OK, you can discount most of what you hear from two of those sources as propaganda. As for the polls, they may be impartial, but they have a terrible record lately of getting things badly wrong. Which would be cheering news for Labour – except that where the pollsters normally go astray is in under-estimating support for the right wing.
When people are confronted only with the personalities they seem to lean hard to the right. Show them actual policies, and they tend to prefer Labour over Tory.
It’s the policies that will truly affect our lives. But it’s the shallow celebrity game of names and faces that will determine which policies we gain or suffer from.
Which is why the Tories’ Australian strategist Lynton Crosby has insisted on making their campaign all about Theresa May. Though it’s odd to put so much trust in such a lightweight.
Even Tory columnist Dominic Lawson referred at the weekend to the promotion of May as “a cult of no personality”. The blatant attempt to make her over as a reincarnation of Margaret Thatcher is so fatuous it deserves to backfire spectacularly.

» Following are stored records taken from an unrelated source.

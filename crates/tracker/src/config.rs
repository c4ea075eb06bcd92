//! Tracker configuration.

use std::time::Duration;

use pirsch_core::session::{DEFAULT_INACTIVITY_TIMEOUT, DEFAULT_MAX_SESSION_LENGTH};
use pirsch_core::{Error, Result};
use serde::{Deserialize, Serialize};

/// Tracker settings as loaded from configuration files and the environment.
#[derive(Debug, Clone, Serialize, Deserialize)]
pub struct TrackerSettings {
    /// Secret the daily fingerprint salt is derived from
    #[serde(default)]
    pub salt: String,
    /// Inactivity after which a hit starts a new session, in seconds
    #[serde(default = "default_inactivity_timeout_secs")]
    pub inactivity_timeout_secs: u64,
    /// Absolute session length, in seconds
    #[serde(default = "default_max_session_length_secs")]
    pub max_session_length_secs: u64,
    /// Concurrent batch inserts per record channel
    #[serde(default = "default_workers")]
    pub workers: usize,
    /// Rows per batch
    #[serde(default = "default_batch_size")]
    pub batch_size: usize,
    /// Maximum batch age in milliseconds
    #[serde(default = "default_batch_max_age_ms")]
    pub batch_max_age_ms: u64,
    /// Capacity of each record channel
    #[serde(default = "default_channel_capacity")]
    pub channel_capacity: usize,
    /// Session cache shards
    #[serde(default = "default_shards")]
    pub shards: usize,
    /// Session cache sweep interval in seconds
    #[serde(default = "default_eviction_interval_secs")]
    pub eviction_interval_secs: u64,
    /// Hits accepted per (ip, user agent) and day; 0 disables the limit
    #[serde(default)]
    pub max_hits_per_day: u32,
    /// Time `stop` waits for queued records, in seconds
    #[serde(default = "default_stop_grace_period_secs")]
    pub stop_grace_period_secs: u64,
    /// How long a hit waits for channel capacity, in milliseconds; blocks when unset
    #[serde(default)]
    pub enqueue_timeout_ms: Option<u64>,
    /// Hits closer together than this raise the session bot counter, in milliseconds
    #[serde(default = "default_min_page_view_interval_ms")]
    pub min_page_view_interval_ms: u64,
    /// Continue sessions from the store on a cache miss
    #[serde(default = "default_lookup_store_sessions")]
    pub lookup_store_sessions: bool,
}

fn default_inactivity_timeout_secs() -> u64 {
    DEFAULT_INACTIVITY_TIMEOUT.as_secs()
}

fn default_max_session_length_secs() -> u64 {
    DEFAULT_MAX_SESSION_LENGTH.as_secs()
}

fn default_workers() -> usize {
    4
}

fn default_batch_size() -> usize {
    1000
}

fn default_batch_max_age_ms() -> u64 {
    1000
}

fn default_channel_capacity() -> usize {
    10_000
}

fn default_shards() -> usize {
    64
}

fn default_eviction_interval_secs() -> u64 {
    60
}

fn default_stop_grace_period_secs() -> u64 {
    10
}

fn default_min_page_view_interval_ms() -> u64 {
    500
}

fn default_lookup_store_sessions() -> bool {
    true
}

impl Default for TrackerSettings {
    fn default() -> Self {
        Self {
            salt: String::new(),
            inactivity_timeout_secs: default_inactivity_timeout_secs(),
            max_session_length_secs: default_max_session_length_secs(),
            workers: default_workers(),
            batch_size: default_batch_size(),
            batch_max_age_ms: default_batch_max_age_ms(),
            channel_capacity: default_channel_capacity(),
            shards: default_shards(),
            eviction_interval_secs: default_eviction_interval_secs(),
            max_hits_per_day: 0,
            stop_grace_period_secs: default_stop_grace_period_secs(),
            enqueue_timeout_ms: None,
            min_page_view_interval_ms: default_min_page_view_interval_ms(),
            lookup_store_sessions: default_lookup_store_sessions(),
        }
    }
}

/// Typed tracker configuration.
#[derive(Debug, Clone)]
pub struct TrackerConfig {
    pub salt: String,
    pub inactivity_timeout: Duration,
    pub max_session_length: Duration,
    pub workers: usize,
    pub batch_size: usize,
    pub batch_max_age: Duration,
    pub channel_capacity: usize,
    pub shards: usize,
    pub eviction_interval: Duration,
    pub max_hits_per_day: u32,
    pub stop_grace_period: Duration,
    pub enqueue_timeout: Option<Duration>,
    pub min_page_view_interval: Duration,
    pub lookup_store_sessions: bool,
}

impl Default for TrackerConfig {
    fn default() -> Self {
        TrackerSettings::default().into()
    }
}

impl From<TrackerSettings> for TrackerConfig {
    fn from(s: TrackerSettings) -> Self {
        Self {
            salt: s.salt,
            inactivity_timeout: Duration::from_secs(s.inactivity_timeout_secs),
            max_session_length: Duration::from_secs(s.max_session_length_secs),
            workers: s.workers,
            batch_size: s.batch_size,
            batch_max_age: Duration::from_millis(s.batch_max_age_ms),
            channel_capacity: s.channel_capacity,
            shards: s.shards,
            eviction_interval: Duration::from_secs(s.eviction_interval_secs),
            max_hits_per_day: s.max_hits_per_day,
            stop_grace_period: Duration::from_secs(s.stop_grace_period_secs),
            enqueue_timeout: s.enqueue_timeout_ms.map(Duration::from_millis),
            min_page_view_interval: Duration::from_millis(s.min_page_view_interval_ms),
            lookup_store_sessions: s.lookup_store_sessions,
        }
    }
}

impl TrackerConfig {
    /// Rejects configurations the tracker cannot run with.
    pub fn validate(&self) -> Result<()> {
        if self.workers == 0 {
            return Err(Error::config("workers must be at least 1"));
        }
        if self.batch_size == 0 {
            return Err(Error::config("batch_size must be at least 1"));
        }
        if self.batch_max_age.is_zero() {
            return Err(Error::config("batch_max_age must be positive"));
        }
        if self.channel_capacity == 0 {
            return Err(Error::config("channel_capacity must be at least 1"));
        }
        if self.shards == 0 {
            return Err(Error::config("shards must be at least 1"));
        }
        if self.eviction_interval.is_zero() {
            return Err(Error::config("eviction_interval must be positive"));
        }
        if self.inactivity_timeout.is_zero() {
            return Err(Error::config("inactivity_timeout must be positive"));
        }
        if self.inactivity_timeout > self.max_session_length {
            return Err(Error::config(
                "inactivity_timeout cannot exceed max_session_length",
            ));
        }
        Ok(())
    }
}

Love her or hate her – and many of those working-class voters the Tories now think they’ve won over were firmly in the latter camp – Thatcher had personality. You might have despised her principles, but you couldn’t deny she had them.
If TV debates had been a thing in her day, you wouldn’t have caught Thatcher ducking out. She’d have relished the chance to take on her opponents face to face, not shy away for fear of being shown up.
She wouldn’t have made her prime public appearance on anything as soft as the One Show sofa. And if she had, she would have insisted on talking about politics, not her shoes, or whether it was Denis who put the bins out.
In one thing she’s said – over and over again – May could be right. This may indeed be the most important election of her life. Unlike any other General Election of the past 20 years, it’s a choice between two very different directions.
And this is why the shallowness of the public discourse and the apparently foregone conclusion of the result are so galling. Because Labour’s policies are the best any major British party has put on the table for at least half a century.
Returning the railways, the Royal Mail and the water supply to public ownership ought to be vote-winners. Their energy and environment policy is outstanding, championing community-owned renewables over the profits of the big six.
Their proposed National Education Service may not sound very sexy, but it’s an interesting plan to rescue something extremely important that has been seriously messed up these past seven years. The same goes, big time, for the NHS.
All these vital public services are the very things government ought to be about. And this is where the fundamental difference lies. Labour, the Greens and most of the LibDems believe in service to the public; the Tories believe in profit.
Their only response to Labour’s policy proposals is to repeat their claim that “the sums don’t add up”. Pretty rich coming from the party which has more than doubled the National Debt, now growing at a rate of over £5,000 a second and heading towards £1.9 trillion.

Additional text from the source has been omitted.